- _WHAT IS NEEDED_
Which lines hold the word "Some"? Copy each of them from the material.

- _AVAILABLE DATA_
□ □ □ □ □ □ □

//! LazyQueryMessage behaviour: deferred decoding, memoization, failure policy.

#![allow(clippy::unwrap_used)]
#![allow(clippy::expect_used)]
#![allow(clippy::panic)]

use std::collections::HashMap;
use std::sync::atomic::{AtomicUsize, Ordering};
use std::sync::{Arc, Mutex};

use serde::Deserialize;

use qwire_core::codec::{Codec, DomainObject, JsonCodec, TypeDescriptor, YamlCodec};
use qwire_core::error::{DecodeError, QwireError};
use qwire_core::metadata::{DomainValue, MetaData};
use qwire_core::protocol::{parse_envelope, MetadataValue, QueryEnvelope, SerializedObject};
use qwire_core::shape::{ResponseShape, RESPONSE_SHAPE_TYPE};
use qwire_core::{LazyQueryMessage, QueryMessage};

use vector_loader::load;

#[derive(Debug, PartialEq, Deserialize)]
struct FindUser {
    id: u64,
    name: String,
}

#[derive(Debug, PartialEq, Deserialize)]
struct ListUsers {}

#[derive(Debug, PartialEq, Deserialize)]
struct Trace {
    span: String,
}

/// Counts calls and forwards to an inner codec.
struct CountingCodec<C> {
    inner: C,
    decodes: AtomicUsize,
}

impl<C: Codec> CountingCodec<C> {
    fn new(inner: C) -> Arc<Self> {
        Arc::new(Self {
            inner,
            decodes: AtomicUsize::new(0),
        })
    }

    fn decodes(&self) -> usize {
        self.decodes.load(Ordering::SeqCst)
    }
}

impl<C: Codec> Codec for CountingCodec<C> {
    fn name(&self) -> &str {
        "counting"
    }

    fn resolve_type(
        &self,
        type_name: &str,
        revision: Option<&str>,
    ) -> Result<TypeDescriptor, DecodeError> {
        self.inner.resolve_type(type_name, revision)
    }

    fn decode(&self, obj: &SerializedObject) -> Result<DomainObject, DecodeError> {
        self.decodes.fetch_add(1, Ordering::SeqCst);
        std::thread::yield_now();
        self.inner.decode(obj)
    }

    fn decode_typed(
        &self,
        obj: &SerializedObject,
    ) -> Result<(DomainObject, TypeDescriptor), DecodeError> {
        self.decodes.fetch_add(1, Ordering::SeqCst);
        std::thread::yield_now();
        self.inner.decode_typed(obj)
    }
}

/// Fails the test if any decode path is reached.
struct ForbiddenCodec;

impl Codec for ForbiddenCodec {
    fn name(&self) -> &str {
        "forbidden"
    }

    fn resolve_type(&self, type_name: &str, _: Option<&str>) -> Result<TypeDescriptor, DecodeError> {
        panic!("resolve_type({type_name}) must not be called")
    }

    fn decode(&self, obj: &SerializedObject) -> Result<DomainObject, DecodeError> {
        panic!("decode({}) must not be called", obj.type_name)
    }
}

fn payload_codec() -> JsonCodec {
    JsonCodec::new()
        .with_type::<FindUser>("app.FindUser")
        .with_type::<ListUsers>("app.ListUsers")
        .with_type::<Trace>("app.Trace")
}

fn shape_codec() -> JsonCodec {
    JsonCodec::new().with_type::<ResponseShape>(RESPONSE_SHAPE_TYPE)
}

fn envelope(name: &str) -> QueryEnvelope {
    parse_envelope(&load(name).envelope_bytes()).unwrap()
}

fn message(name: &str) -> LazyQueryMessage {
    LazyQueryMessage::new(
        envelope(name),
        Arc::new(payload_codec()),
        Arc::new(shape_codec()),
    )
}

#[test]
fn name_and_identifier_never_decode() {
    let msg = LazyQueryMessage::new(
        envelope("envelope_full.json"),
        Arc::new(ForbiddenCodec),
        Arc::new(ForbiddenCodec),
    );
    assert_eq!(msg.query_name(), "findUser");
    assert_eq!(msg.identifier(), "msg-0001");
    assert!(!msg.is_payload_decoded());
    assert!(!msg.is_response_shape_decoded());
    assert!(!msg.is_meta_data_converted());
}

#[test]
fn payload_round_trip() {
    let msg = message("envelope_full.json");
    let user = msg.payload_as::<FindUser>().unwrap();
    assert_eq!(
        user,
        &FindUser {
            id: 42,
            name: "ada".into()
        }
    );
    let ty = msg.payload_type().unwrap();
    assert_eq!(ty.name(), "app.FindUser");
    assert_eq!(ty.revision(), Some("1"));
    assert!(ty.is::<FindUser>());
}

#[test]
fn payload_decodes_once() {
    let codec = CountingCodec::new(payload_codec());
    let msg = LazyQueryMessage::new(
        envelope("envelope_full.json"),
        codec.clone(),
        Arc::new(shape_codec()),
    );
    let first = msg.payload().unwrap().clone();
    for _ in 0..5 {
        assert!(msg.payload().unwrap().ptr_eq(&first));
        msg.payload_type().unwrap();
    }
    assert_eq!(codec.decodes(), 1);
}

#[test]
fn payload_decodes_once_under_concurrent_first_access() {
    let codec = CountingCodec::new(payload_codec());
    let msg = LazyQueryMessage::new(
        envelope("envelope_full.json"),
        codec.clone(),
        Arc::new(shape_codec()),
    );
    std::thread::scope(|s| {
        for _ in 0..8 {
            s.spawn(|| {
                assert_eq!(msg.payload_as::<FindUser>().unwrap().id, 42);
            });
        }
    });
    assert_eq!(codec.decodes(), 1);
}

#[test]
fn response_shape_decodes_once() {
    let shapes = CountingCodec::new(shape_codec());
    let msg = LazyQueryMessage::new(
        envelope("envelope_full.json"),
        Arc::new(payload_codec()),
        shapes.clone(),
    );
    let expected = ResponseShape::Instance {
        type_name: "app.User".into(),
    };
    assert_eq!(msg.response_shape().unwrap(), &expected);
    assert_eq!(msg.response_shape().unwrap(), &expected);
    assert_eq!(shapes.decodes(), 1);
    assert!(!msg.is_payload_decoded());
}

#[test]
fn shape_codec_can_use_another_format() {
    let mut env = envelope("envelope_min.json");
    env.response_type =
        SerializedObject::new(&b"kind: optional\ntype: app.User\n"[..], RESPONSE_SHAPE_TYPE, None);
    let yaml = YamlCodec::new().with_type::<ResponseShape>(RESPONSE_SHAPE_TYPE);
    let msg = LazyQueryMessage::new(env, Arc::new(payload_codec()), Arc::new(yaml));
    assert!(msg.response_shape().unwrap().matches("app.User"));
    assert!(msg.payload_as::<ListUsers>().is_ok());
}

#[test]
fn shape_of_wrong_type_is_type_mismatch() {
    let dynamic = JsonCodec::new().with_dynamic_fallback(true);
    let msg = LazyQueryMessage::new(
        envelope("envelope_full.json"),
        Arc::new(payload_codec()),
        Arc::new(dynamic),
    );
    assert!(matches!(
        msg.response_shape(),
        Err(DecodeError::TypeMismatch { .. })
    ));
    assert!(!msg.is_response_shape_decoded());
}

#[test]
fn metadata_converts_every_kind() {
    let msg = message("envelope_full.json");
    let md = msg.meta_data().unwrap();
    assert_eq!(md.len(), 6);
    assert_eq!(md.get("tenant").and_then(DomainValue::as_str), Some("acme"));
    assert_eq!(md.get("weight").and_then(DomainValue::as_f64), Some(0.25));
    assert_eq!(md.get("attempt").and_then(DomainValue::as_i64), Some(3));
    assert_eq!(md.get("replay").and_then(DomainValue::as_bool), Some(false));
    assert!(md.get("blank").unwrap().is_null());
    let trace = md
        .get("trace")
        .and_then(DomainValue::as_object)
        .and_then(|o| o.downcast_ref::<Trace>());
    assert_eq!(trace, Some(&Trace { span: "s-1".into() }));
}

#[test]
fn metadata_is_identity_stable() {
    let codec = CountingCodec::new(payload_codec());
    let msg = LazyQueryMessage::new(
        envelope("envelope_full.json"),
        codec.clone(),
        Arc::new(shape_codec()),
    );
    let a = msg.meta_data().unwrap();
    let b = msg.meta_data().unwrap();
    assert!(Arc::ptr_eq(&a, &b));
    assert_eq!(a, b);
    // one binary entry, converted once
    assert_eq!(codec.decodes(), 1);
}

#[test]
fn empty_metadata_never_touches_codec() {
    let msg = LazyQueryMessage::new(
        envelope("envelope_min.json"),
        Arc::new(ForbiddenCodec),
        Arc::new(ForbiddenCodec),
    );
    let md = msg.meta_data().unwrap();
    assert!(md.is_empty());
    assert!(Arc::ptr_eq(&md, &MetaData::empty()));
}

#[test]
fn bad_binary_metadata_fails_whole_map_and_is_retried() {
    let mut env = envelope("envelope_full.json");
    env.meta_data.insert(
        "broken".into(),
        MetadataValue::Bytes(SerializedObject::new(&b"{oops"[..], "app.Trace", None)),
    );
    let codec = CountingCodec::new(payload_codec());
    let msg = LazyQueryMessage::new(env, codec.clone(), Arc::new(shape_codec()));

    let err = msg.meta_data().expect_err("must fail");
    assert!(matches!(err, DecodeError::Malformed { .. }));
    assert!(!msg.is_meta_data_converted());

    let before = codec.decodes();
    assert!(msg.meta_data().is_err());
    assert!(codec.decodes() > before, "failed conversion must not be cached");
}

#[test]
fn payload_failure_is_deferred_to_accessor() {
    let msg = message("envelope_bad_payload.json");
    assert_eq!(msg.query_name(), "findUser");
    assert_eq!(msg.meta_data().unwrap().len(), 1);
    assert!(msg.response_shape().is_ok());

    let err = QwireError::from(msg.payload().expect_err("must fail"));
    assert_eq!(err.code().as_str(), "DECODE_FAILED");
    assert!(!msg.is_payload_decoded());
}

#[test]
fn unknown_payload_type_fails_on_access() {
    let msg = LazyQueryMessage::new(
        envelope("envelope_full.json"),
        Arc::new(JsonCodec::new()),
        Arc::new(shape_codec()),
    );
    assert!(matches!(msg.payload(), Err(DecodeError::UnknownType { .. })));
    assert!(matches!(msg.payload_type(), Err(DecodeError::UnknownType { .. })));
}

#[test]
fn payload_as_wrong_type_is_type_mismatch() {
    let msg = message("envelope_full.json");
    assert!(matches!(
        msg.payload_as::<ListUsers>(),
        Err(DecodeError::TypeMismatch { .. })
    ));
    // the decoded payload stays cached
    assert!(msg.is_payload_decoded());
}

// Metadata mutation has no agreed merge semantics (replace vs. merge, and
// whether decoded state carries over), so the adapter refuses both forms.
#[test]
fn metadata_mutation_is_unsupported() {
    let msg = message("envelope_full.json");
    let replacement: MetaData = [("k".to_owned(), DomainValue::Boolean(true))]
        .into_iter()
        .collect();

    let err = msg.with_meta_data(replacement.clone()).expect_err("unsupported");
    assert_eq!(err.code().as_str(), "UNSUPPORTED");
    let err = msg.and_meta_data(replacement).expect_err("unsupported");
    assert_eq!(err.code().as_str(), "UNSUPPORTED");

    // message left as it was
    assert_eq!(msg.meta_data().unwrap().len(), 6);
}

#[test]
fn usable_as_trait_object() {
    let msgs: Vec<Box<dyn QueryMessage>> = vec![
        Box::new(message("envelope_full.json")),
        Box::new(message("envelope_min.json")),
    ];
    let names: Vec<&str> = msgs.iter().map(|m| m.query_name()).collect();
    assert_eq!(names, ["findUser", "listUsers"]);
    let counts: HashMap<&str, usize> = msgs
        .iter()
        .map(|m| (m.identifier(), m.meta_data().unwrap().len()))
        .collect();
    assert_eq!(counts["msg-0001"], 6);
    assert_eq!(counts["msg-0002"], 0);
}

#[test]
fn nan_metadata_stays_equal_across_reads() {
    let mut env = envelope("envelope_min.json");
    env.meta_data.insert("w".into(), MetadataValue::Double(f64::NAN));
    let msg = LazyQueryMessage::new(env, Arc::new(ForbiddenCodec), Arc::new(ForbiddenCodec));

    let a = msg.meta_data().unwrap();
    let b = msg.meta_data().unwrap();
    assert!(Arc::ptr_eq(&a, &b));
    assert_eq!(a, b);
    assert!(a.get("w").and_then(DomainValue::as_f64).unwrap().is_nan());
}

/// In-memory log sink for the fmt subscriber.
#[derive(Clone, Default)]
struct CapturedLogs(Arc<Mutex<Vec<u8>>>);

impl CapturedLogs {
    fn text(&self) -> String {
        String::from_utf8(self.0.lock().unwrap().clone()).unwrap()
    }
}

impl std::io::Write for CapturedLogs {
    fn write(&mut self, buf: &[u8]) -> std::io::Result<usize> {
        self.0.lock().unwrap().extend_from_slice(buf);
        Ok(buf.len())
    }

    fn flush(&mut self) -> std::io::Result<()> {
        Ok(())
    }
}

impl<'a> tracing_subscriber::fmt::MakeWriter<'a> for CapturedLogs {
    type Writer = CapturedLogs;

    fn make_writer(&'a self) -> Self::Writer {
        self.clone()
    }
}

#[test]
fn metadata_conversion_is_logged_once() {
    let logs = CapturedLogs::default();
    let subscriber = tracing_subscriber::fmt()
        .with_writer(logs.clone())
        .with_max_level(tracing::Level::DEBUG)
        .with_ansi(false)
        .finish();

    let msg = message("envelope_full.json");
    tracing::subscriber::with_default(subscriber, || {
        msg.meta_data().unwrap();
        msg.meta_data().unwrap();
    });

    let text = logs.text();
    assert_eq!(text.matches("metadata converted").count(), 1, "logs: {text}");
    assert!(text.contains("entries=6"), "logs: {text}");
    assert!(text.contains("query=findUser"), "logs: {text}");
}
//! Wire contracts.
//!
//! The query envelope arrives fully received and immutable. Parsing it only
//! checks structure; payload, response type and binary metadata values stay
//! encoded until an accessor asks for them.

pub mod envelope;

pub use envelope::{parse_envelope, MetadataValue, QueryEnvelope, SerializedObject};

□ □ □ □ □ □ □

- _ANSWER FOR THE TASK_
    assert_eq!(ty.revision(), Some("1"));
    assert_eq!(md.get("tenant").and_then(DomainValue::as_str), Some("acme"));
    assert_eq!(md.get("weight").and_then(DomainValue::as_f64), Some(0.25));
    assert_eq!(md.get("attempt").and_then(DomainValue::as_i64), Some(3));
    assert_eq!(md.get("replay").and_then(DomainValue::as_bool), Some(false));
    assert_eq!(trace, Some(&Trace { span: "s-1".into() }));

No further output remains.